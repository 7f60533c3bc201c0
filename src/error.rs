//! Error types for the pdf-convert-mcp library.
//!
//! Two distinct error types reflect two distinct failure modes:
//!
//! * [`ConvertError`] — **Fatal**: the tool call cannot produce a result
//!   (ambiguous arguments, download failure, worker crash or timeout). The
//!   dispatch façade turns it into an error response at the tool boundary.
//!
//! * [`Degradation`] — **Non-fatal**: the conversion succeeded but delivery
//!   was degraded (upload failed, local archive could not be written). Stored
//!   on [`crate::output::Materialized`] so the caller still gets a successful
//!   response with a fallback.

use std::path::PathBuf;
use thiserror::Error;

/// All fatal errors produced while handling one conversion request.
#[derive(Debug, Error)]
pub enum ConvertError {
    // ── Caller errors ─────────────────────────────────────────────────────
    /// Missing, ambiguous, or undecodable caller arguments.
    #[error("Invalid input: {0}")]
    InvalidInput(String),

    /// The requested tool is not one of the supported conversion actions.
    #[error("Unknown action '{name}'. Available actions: {available}")]
    UnknownAction { name: String, available: String },

    // ── Input errors ──────────────────────────────────────────────────────
    /// HTTP URL was syntactically valid but download failed.
    #[error("Failed to download '{url}': {reason}\nCheck that the URL is reachable.")]
    DownloadFailed { url: String, reason: String },

    /// Download exceeded the configured timeout.
    #[error("Download timed out after {secs}s for '{url}'")]
    DownloadTimeout { url: String, secs: u64 },

    // ── Worker errors ─────────────────────────────────────────────────────
    /// The worker did not finish before its deadline and was killed.
    #[error(
        "Conversion timed out after {secs}s. The file may be too large or too complex; \
         try a smaller page range or a lower DPI."
    )]
    Timeout { secs: u64 },

    /// The worker ran but exited with a non-zero status.
    #[error("Conversion worker exited with {status}: {detail}")]
    WorkerExitError { status: String, detail: String },

    /// The worker exited cleanly but emitted no parseable result object.
    #[error("Could not parse the conversion worker output.\nRaw output: {raw}")]
    MalformedWorkerOutput { raw: String },

    /// The worker process could not be started at all.
    #[error(
        "Failed to start conversion worker '{program}': {reason}\n\
         Check that the Python interpreter is installed and that PDF_CONVERT_PYTHON \
         (or --python) points to it."
    )]
    SpawnError { program: PathBuf, reason: String },

    /// The worker ran to completion and reported a failed conversion.
    #[error("Conversion failed: {0}")]
    ConversionFailed(String),

    // ── I/O errors ────────────────────────────────────────────────────────
    /// Could not write a file into the scratch directory.
    #[error("Failed to write scratch file '{path}': {source}")]
    ScratchIo {
        path: PathBuf,
        #[source]
        source: std::io::Error,
    },

    // ── Config errors ─────────────────────────────────────────────────────
    /// Builder validation failed.
    #[error("Invalid configuration: {0}")]
    InvalidConfig(String),

    // ── Catch-all ─────────────────────────────────────────────────────────
    /// Unexpected internal error.
    #[error("Internal error: {0}")]
    Internal(String),
}

impl ConvertError {
    /// Stable identifier used in structured logs.
    pub fn kind(&self) -> &'static str {
        match self {
            ConvertError::InvalidInput(_) => "invalid_input",
            ConvertError::UnknownAction { .. } => "unknown_action",
            ConvertError::DownloadFailed { .. } => "download_failed",
            ConvertError::DownloadTimeout { .. } => "download_timeout",
            ConvertError::Timeout { .. } => "timeout",
            ConvertError::WorkerExitError { .. } => "worker_exit_error",
            ConvertError::MalformedWorkerOutput { .. } => "malformed_worker_output",
            ConvertError::SpawnError { .. } => "spawn_error",
            ConvertError::ConversionFailed(_) => "conversion_failed",
            ConvertError::ScratchIo { .. } => "scratch_io",
            ConvertError::InvalidConfig(_) => "invalid_config",
            ConvertError::Internal(_) => "internal",
        }
    }
}

/// A non-fatal delivery problem.
///
/// The tool call still succeeds; the message tells the caller what fallback
/// was used.
#[derive(Debug, Clone, PartialEq, Eq, Error)]
pub enum Degradation {
    /// Remote storage was configured but the upload produced no URL.
    #[error("Upload of '{file_name}' failed; returning the data inline instead")]
    UploadDegraded { file_name: String },

    /// The local archive could not be written; per-page outputs were kept.
    #[error("Failed to create archive '{path}': {detail}")]
    ArchiveCreationFailed { path: PathBuf, detail: String },
}

#[cfg(test)]
mod tests {
    use super::*;

    #[test]
    fn timeout_display_mentions_size_hint() {
        let e = ConvertError::Timeout { secs: 300 };
        let msg = e.to_string();
        assert!(msg.contains("300s"), "got: {msg}");
        assert!(msg.contains("too large"), "got: {msg}");
    }

    #[test]
    fn spawn_error_display_points_at_interpreter() {
        let e = ConvertError::SpawnError {
            program: PathBuf::from("python3"),
            reason: "No such file or directory".into(),
        };
        let msg = e.to_string();
        assert!(msg.contains("python3"));
        assert!(msg.contains("PDF_CONVERT_PYTHON"));
    }

    #[test]
    fn unknown_action_lists_alternatives() {
        let e = ConvertError::UnknownAction {
            name: "pdf_to_mp3".into(),
            available: "pdf_to_docx, pdf_to_jpg".into(),
        };
        assert!(e.to_string().contains("pdf_to_docx, pdf_to_jpg"));
        assert_eq!(e.kind(), "unknown_action");
    }

    #[test]
    fn degradation_display() {
        let d = Degradation::UploadDegraded {
            file_name: "report.zip".into(),
        };
        assert!(d.to_string().contains("report.zip"));
    }
}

_____

Search the data above for "local" and copy every line where it turns up.

ANSWER FOR THIS EXERCISE
//!   was degraded (upload failed, local archive could not be written). Stored
    /// The local archive could not be written; per-page outputs were kept.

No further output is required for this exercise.